* _Assigned task_:
Every line of the data is to be retyped exactly.

* _Data to process_:
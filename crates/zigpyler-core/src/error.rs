use std::fmt;
use thiserror::Error;

/// Source location information for error reporting.
#[derive(Debug, Clone, PartialEq)]
pub struct SourceLocation {
    pub file: String,
    pub line: usize,
    pub column: usize,
}

impl fmt::Display for SourceLocation {
    fn fmt(&self, f: &mut fmt::Formatter<'_>) -> fmt::Result {
        write!(f, "{}:{}:{}", self.file, self.line, self.column)
    }
}

/// Categories of backend failure.
///
/// Only `InvariantBreach` and `Parse` abort a module. Unsupported
/// constructs lower to a safe fallback with a warning in the generated
/// file's comment stream; rename collisions resolve themselves with a
/// disambiguator; annotation conflicts let the annotation win.
#[derive(Debug, Error)]
pub enum ErrorKind {
    #[error("Python parse error")]
    Parse,

    #[error("unsupported source construct: {0}")]
    UnsupportedConstruct(String),

    #[error("type inference error: {0}")]
    TypeInference(String),

    #[error("code generation error: {0}")]
    CodeGeneration(String),

    #[error("internal invariant breach: {0}")]
    InvariantBreach(String),
}

/// Context-aware transpilation error.
#[derive(Debug, Error)]
pub struct TranspileError {
    pub kind: ErrorKind,
    pub location: Option<SourceLocation>,
    pub context: Vec<String>,
}

impl TranspileError {
    pub fn new(kind: ErrorKind) -> Self {
        Self {
            kind,
            location: None,
            context: Vec::new(),
        }
    }

    pub fn with_location(mut self, location: SourceLocation) -> Self {
        self.location = Some(location);
        self
    }

    pub fn with_context(mut self, ctx: impl Into<String>) -> Self {
        self.context.push(ctx.into());
        self
    }
}

impl fmt::Display for TranspileError {
    fn fmt(&self, f: &mut fmt::Formatter<'_>) -> fmt::Result {
        write!(f, "{}", self.kind)?;
        if let Some(loc) = &self.location {
            write!(f, " at {loc}")?;
        }
        if !self.context.is_empty() {
            write!(f, "\n\nContext:")?;
            for (i, ctx) in self.context.iter().enumerate() {
                write!(f, "\n  {}. {}", i + 1, ctx)?;
            }
        }
        Ok(())
    }
}

pub type TranspileResult<T> = Result<T, TranspileError>;

impl From<anyhow::Error> for TranspileError {
    fn from(err: anyhow::Error) -> Self {
        TranspileError::new(ErrorKind::InvariantBreach(err.to_string()))
    }
}

#[cfg(test)]
mod tests {
    use super::*;

    #[test]
    fn error_display_includes_location_and_context() {
        let err = TranspileError::new(ErrorKind::UnsupportedConstruct("eval".to_string()))
            .with_location(SourceLocation {
                file: "mod.py".to_string(),
                line: 12,
                column: 4,
            })
            .with_context("in function 'run'");
        let rendered = err.to_string();
        assert!(rendered.contains("unsupported source construct: eval"));
        assert!(rendered.contains("mod.py:12:4"));
        assert!(rendered.contains("in function 'run'"));
    }

    #[test]
    fn anyhow_errors_become_invariant_breaches() {
        let err: TranspileError = anyhow::anyhow!("table inconsistency").into();
        assert!(matches!(err.kind, ErrorKind::InvariantBreach(_)));
    }
}
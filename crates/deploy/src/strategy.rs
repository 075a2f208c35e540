//! Strategy type dispatch.

use std::str::FromStr;

use alloy_core::primitives::{Address, Bytes};
use alloy_core::sol_types::SolCall;

use crate::{
    DeployConfig, DeployError,
    contracts::{Contract, IStrategy},
    oracle::OraclePair,
    registry::ServiceName,
};

/// Strategy families selectable by the descriptor's `strategy.type` tag.
#[derive(Debug, Clone, Copy, PartialEq, Eq, Hash, strum::Display, strum::EnumString)]
#[strum(serialize_all = "kebab-case")]
pub enum StrategyKind {
    /// AAVE v3 leverage loop over any registered collateral.
    Base,
}

impl StrategyKind {
    pub fn parse(tag: &str) -> Result<Self, DeployError> {
        Self::from_str(tag).map_err(|_| DeployError::UnknownStrategy(tag.to_string()))
    }

    pub fn contract(self) -> Contract {
        match self {
            Self::Base => Contract::StrategyAaveV3Any,
        }
    }

    /// Implementation contract and proxy initializer for this strategy.
    pub fn deployment(
        self,
        config: &DeployConfig,
        deployer: Address,
        registry: Address,
    ) -> Result<StrategyDeployment, DeployError> {
        match self {
            Self::Base => {
                let oracle = OraclePair::parse(&config.strategy.oracle)?;
                let init = IStrategy::initializeCall {
                    initialOwner: deployer,
                    initialGovernor: deployer,
                    registry,
                    collateral: config.strategy.collateral.service_name().id(),
                    oracle: ServiceName::Oracle(oracle).id(),
                    swapFeeTier: config.swap_fee_tier,
                    eModeCategory: config.aave_emode_category,
                }
                .abi_encode();

                Ok(StrategyDeployment {
                    contract: self.contract(),
                    init: init.into(),
                })
            }
        }
    }
}

#[derive(Debug, Clone, PartialEq, Eq)]
pub struct StrategyDeployment {
    pub contract: Contract,
    pub init: Bytes,
}

#[cfg(test)]
mod tests {
    use super::*;
    use crate::config::tests::sample_config;
    use alloy_core::primitives::aliases::U24;

    #[test]
    fn test_parse_tags() {
        assert_eq!(StrategyKind::parse("base").unwrap(), StrategyKind::Base);

        let err = StrategyKind::parse("compound").unwrap_err();
        assert_eq!(err.to_string(), "unknown strategy type: compound");
    }

    #[test]
    fn test_base_initializer_uses_canonical_ids() {
        let config = sample_config();
        let deployer = Address::repeat_byte(0x01);
        let registry = Address::repeat_byte(0x02);

        let deployment = StrategyKind::Base
            .deployment(&config, deployer, registry)
            .unwrap();
        assert_eq!(deployment.contract, Contract::StrategyAaveV3Any);

        let call = IStrategy::initializeCall::abi_decode(&deployment.init, true).unwrap();
        assert_eq!(call.initialOwner, deployer);
        assert_eq!(call.initialGovernor, deployer);
        assert_eq!(call.registry, registry);
        assert_eq!(call.collateral, ServiceName::CbEth.id());
        assert_eq!(call.oracle, ServiceName::Oracle(OraclePair::CbEthUsd).id());
        assert_eq!(call.swapFeeTier, U24::from(500u32));
        assert_eq!(call.eModeCategory, 1);
    }
}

* _Written reply_:
filename crates/zigpyler-core/src/error.rs
use std::fmt;
use thiserror::Error;

/// Source location information for error reporting.
#[derive(Debug, Clone, PartialEq)]
pub struct SourceLocation {
    pub file: String,
    pub line: usize,
    pub column: usize,
}

impl fmt::Display for SourceLocation {
    fn fmt(&self, f: &mut fmt::Formatter<'_>) -> fmt::Result {
        write!(f, "{}:{}:{}", self.file, self.line, self.column)
    }
}

/// Categories of backend failure.
///
/// Only `InvariantBreach` and `Parse` abort a module. Unsupported
/// constructs lower to a safe fallback with a warning in the generated
/// file's comment stream; rename collisions resolve themselves with a
/// disambiguator; annotation conflicts let the annotation win.
#[derive(Debug, Error)]
pub enum ErrorKind {
    #[error("Python parse error")]
    Parse,

    #[error("unsupported source construct: {0}")]
    UnsupportedConstruct(String),

    #[error("type inference error: {0}")]
    TypeInference(String),

    #[error("code generation error: {0}")]
    CodeGeneration(String),

    #[error("internal invariant breach: {0}")]
    InvariantBreach(String),
}

/// Context-aware transpilation error.
#[derive(Debug, Error)]
pub struct TranspileError {
    pub kind: ErrorKind,
    pub location: Option<SourceLocation>,
    pub context: Vec<String>,
}

impl TranspileError {
    pub fn new(kind: ErrorKind) -> Self {
        Self {
            kind,
            location: None,
            context: Vec::new(),
        }
    }

    pub fn with_location(mut self, location: SourceLocation) -> Self {
        self.location = Some(location);
        self
    }

    pub fn with_context(mut self, ctx: impl Into<String>) -> Self {
        self.context.push(ctx.into());
        self
    }
}

impl fmt::Display for TranspileError {
    fn fmt(&self, f: &mut fmt::Formatter<'_>) -> fmt::Result {
        write!(f, "{}", self.kind)?;
        if let Some(loc) = &self.location {
            write!(f, " at {loc}")?;
        }
        if !self.context.is_empty() {
            write!(f, "\n\nContext:")?;
            for (i, ctx) in self.context.iter().enumerate() {
                write!(f, "\n  {}. {}", i + 1, ctx)?;
            }
        }
        Ok(())
    }
}

pub type TranspileResult<T> = Result<T, TranspileError>;

impl From<anyhow::Error> for TranspileError {
    fn from(err: anyhow::Error) -> Self {
        TranspileError::new(ErrorKind::InvariantBreach(err.to_string()))
    }
}

#[cfg(test)]
mod tests {
    use super::*;

    #[test]
    fn error_display_includes_location_and_context() {
        let err = TranspileError::new(ErrorKind::UnsupportedConstruct("eval".to_string()))
            .with_location(SourceLocation {
                file: "mod.py".to_string(),
                line: 12,
                column: 4,
            })
            .with_context("in function 'run'");
        let rendered = err.to_string();
        assert!(rendered.contains("unsupported source construct: eval"));
        assert!(rendered.contains("mod.py:12:4"));
        assert!(rendered.contains("in function 'run'"));
    }

    #[test]
    fn anyhow_errors_become_invariant_breaches() {
        let err: TranspileError = anyhow::anyhow!("table inconsistency").into();
        assert!(matches!(err.kind, ErrorKind::InvariantBreach(_)));
    }
}
filename crates/deploy/src/strategy.rs
repository 075a2f208c35e540
//! Strategy type dispatch.

use std::str::FromStr;

use alloy_core::primitives::{Address, Bytes};
use alloy_core::sol_types::SolCall;

use crate::{
    DeployConfig, DeployError,
    contracts::{Contract, IStrategy},
    oracle::OraclePair,
    registry::ServiceName,
};

/// Strategy families selectable by the descriptor's `strategy.type` tag.
#[derive(Debug, Clone, Copy, PartialEq, Eq, Hash, strum::Display, strum::EnumString)]
#[strum(serialize_all = "kebab-case")]
pub enum StrategyKind {
    /// AAVE v3 leverage loop over any registered collateral.
    Base,
}

impl StrategyKind {
    pub fn parse(tag: &str) -> Result<Self, DeployError> {
        Self::from_str(tag).map_err(|_| DeployError::UnknownStrategy(tag.to_string()))
    }

    pub fn contract(self) -> Contract {
        match self {
            Self::Base => Contract::StrategyAaveV3Any,
        }
    }

    /// Implementation contract and proxy initializer for this strategy.
    pub fn deployment(
        self,
        config: &DeployConfig,
        deployer: Address,
        registry: Address,
    ) -> Result<StrategyDeployment, DeployError> {
        match self {
            Self::Base => {
                let oracle = OraclePair::parse(&config.strategy.oracle)?;
                let init = IStrategy::initializeCall {
                    initialOwner: deployer,
                    initialGovernor: deployer,
                    registry,
                    collateral: config.strategy.collateral.service_name().id(),
                    oracle: ServiceName::Oracle(oracle).id(),
                    swapFeeTier: config.swap_fee_tier,
                    eModeCategory: config.aave_emode_category,
                }
                .abi_encode();

                Ok(StrategyDeployment {
                    contract: self.contract(),
                    init: init.into(),
                })
            }
        }
    }
}

#[derive(Debug, Clone, PartialEq, Eq)]
pub struct StrategyDeployment {
    pub contract: Contract,
    pub init: Bytes,
}

#[cfg(test)]
mod tests {
    use super::*;
    use crate::config::tests::sample_config;
    use alloy_core::primitives::aliases::U24;

    #[test]
    fn test_parse_tags() {
        assert_eq!(StrategyKind::parse("base").unwrap(), StrategyKind::Base);

        let err = StrategyKind::parse("compound").unwrap_err();
        assert_eq!(err.to_string(), "unknown strategy type: compound");
    }

    #[test]
    fn test_base_initializer_uses_canonical_ids() {
        let config = sample_config();
        let deployer = Address::repeat_byte(0x01);
        let registry = Address::repeat_byte(0x02);

        let deployment = StrategyKind::Base
            .deployment(&config, deployer, registry)
            .unwrap();
        assert_eq!(deployment.contract, Contract::StrategyAaveV3Any);

        let call = IStrategy::initializeCall::abi_decode(&deployment.init, true).unwrap();
        assert_eq!(call.initialOwner, deployer);
        assert_eq!(call.initialGovernor, deployer);
        assert_eq!(call.registry, registry);
        assert_eq!(call.collateral, ServiceName::CbEth.id());
        assert_eq!(call.oracle, ServiceName::Oracle(OraclePair::CbEthUsd).id());
        assert_eq!(call.swapFeeTier, U24::from(500u32));
        assert_eq!(call.eModeCategory, 1);
    }
}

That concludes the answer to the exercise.